» ABOUT THIS EXERCISE
Repeat exactly, and only, the lines from the one containing "table = current" through the last line of the data below.

» RECORDS TO PROCESS
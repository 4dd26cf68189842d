use toml::Table;

use crate::error::{ConfigError, ConfigResult};

/// Walk every segment of `path` except the last, returning the table that
/// holds the final segment together with that segment.
///
/// A segment that resolves to a non-table value fails on the segment that
/// would have been looked up inside it.
pub(super) fn parent_table<'a, 'p>(
    root: &'a Table,
    path: &'p str,
) -> ConfigResult<(&'a Table, &'p str)> {
    let mut segments = path.split('.');
    let mut table = root;
    let mut leaf = segments.next().unwrap_or_default();
    for next in segments {
        table = table
            .get(leaf)
            .ok_or_else(|| ConfigError::key_not_found(leaf, path))?
            .as_table()
            .ok_or_else(|| ConfigError::key_not_found(next, path))?;
        leaf = next;
    }
    Ok((table, leaf))
}

/// Mutable counterpart of [`parent_table`]. Nothing is modified on the way
/// down, so a failed walk leaves `root` untouched.
pub(super) fn parent_table_mut<'a, 'p>(
    root: &'a mut Table,
    path: &'p str,
) -> ConfigResult<(&'a mut Table, &'p str)> {
    let mut segments = path.split('.');
    let mut table = root;
    let mut leaf = segments.next().unwrap_or_default();
    for next in segments {
        let current = table;
        table = current
            .get_mut(leaf)
            .ok_or_else(|| ConfigError::key_not_found(leaf, path))?
            .as_table_mut()
            .ok_or_else(|| ConfigError::key_not_found(next, path))?;
        leaf = next;
    }
    Ok((table, leaf))
}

» RESULT FOR THIS TASK
        table = current
            .get_mut(leaf)
            .ok_or_else(|| ConfigError::key_not_found(leaf, path))?
            .as_table_mut()
            .ok_or_else(|| ConfigError::key_not_found(next, path))?;
        leaf = next;
    }
    Ok((table, leaf))
}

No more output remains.